§ **Work order**
Read through the listing below, and copy every line where the string "format" appears.

----- Entries provided -----

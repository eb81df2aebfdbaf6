use async_trait::async_trait;
use chrono::{DateTime, Utc};
use serde::Serialize;
use sqlx::{FromRow, SqlitePool};
use tracing::debug;
use crate::errors::Result;

const TABLE_RECORDINGS: &str = "recordings";

/// A recording about to be persisted
#[derive(Debug, Clone)]
pub struct NewRecording {
    pub camera_id: String,
    pub file_path: String,
    pub start_time: DateTime<Utc>,
    pub end_time: DateTime<Utc>,
}

#[derive(Debug, Clone, FromRow, Serialize)]
pub struct RecordingRecord {
    pub id: i64,
    pub camera_id: String,
    pub file_path: String,
    pub start_time: DateTime<Utc>,
    pub end_time: DateTime<Utc>,
}

#[derive(Debug, Clone, Default)]
pub struct RecordingQuery {
    pub camera_id: Option<String>,
    pub from: Option<DateTime<Utc>>,
    pub to: Option<DateTime<Utc>>,
}

#[async_trait]
pub trait RecordingStore: Send + Sync {
    async fn initialize(&self) -> Result<()>;

    /// Persist one finished recording, returning its id
    async fn save_recording(&self, recording: &NewRecording) -> Result<i64>;

    async fn list_recordings(&self, query: &RecordingQuery) -> Result<Vec<RecordingRecord>>;
}

pub struct SqliteRecordingStore {
    pool: SqlitePool,
}

impl SqliteRecordingStore {
    pub async fn new(database_path: &str) -> Result<Self> {
        // Ensure the directory exists
        if let Some(parent) = std::path::Path::new(database_path).parent() {
            std::fs::create_dir_all(parent)?;
        }

        let database_url = format!("sqlite://{}?mode=rwc", database_path);
        let pool = SqlitePool::connect(&database_url).await?;

        Ok(Self { pool })
    }

    /// Private in-memory database; a single connection keeps every query on the same schema
    #[cfg(test)]
    pub async fn in_memory() -> Result<Self> {
        let pool = sqlx::sqlite::SqlitePoolOptions::new()
            .max_connections(1)
            .connect("sqlite::memory:")
            .await?;
        Ok(Self { pool })
    }
}

#[async_trait]
impl RecordingStore for SqliteRecordingStore {
    async fn initialize(&self) -> Result<()> {
        let create_recordings_query = format!(
            r#"
            CREATE TABLE IF NOT EXISTS {} (
                id INTEGER PRIMARY KEY AUTOINCREMENT,
                camera_id TEXT NOT NULL,
                file_path TEXT NOT NULL,
                start_time TIMESTAMP NOT NULL,
                end_time TIMESTAMP NOT NULL
            )
            "#,
            TABLE_RECORDINGS
        );
        sqlx::query(&create_recordings_query)
            .execute(&self.pool)
            .await?;

        let idx_camera_start_time = format!(
            "CREATE INDEX IF NOT EXISTS idx_recordings_camera_start ON {}(camera_id, start_time)",
            TABLE_RECORDINGS
        );
        sqlx::query(&idx_camera_start_time)
            .execute(&self.pool)
            .await?;

        Ok(())
    }

    async fn save_recording(&self, recording: &NewRecording) -> Result<i64> {
        let query = format!(
            "INSERT INTO {} (camera_id, file_path, start_time, end_time) VALUES (?, ?, ?, ?)",
            TABLE_RECORDINGS
        );
        let result = sqlx::query(&query)
            .bind(&recording.camera_id)
            .bind(&recording.file_path)
            .bind(recording.start_time)
            .bind(recording.end_time)
            .execute(&self.pool)
            .await?;

        Ok(result.last_insert_rowid())
    }

    async fn list_recordings(&self, query: &RecordingQuery) -> Result<Vec<RecordingRecord>> {
        let mut conditions = Vec::new();
        let mut bind_values: Vec<String> = Vec::new();

        if let Some(ref camera_id) = query.camera_id {
            conditions.push("camera_id = ?");
            bind_values.push(camera_id.clone());
        }

        if let Some(from) = query.from {
            conditions.push("start_time >= ?");
            bind_values.push(from.to_rfc3339());
        }

        if let Some(to) = query.to {
            conditions.push("start_time <= ?");
            bind_values.push(to.to_rfc3339());
        }

        let where_clause = if conditions.is_empty() {
            String::new()
        } else {
            format!(" WHERE {}", conditions.join(" AND "))
        };

        let sql = format!(
            "SELECT id, camera_id, file_path, start_time, end_time FROM {}{} ORDER BY start_time DESC",
            TABLE_RECORDINGS, where_clause
        );
        debug!("list_recordings: {} {:?}", sql, bind_values);

        let mut query_builder = sqlx::query_as::<_, RecordingRecord>(&sql);
        for value in &bind_values {
            query_builder = query_builder.bind(value);
        }

        Ok(query_builder.fetch_all(&self.pool).await?)
    }
}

-----

§ **Output of the exercise**
        let database_url = format!("sqlite://{}?mode=rwc", database_path);
        let create_recordings_query = format!(
        let idx_camera_start_time = format!(
        let query = format!(
            format!(" WHERE {}", conditions.join(" AND "))
        let sql = format!(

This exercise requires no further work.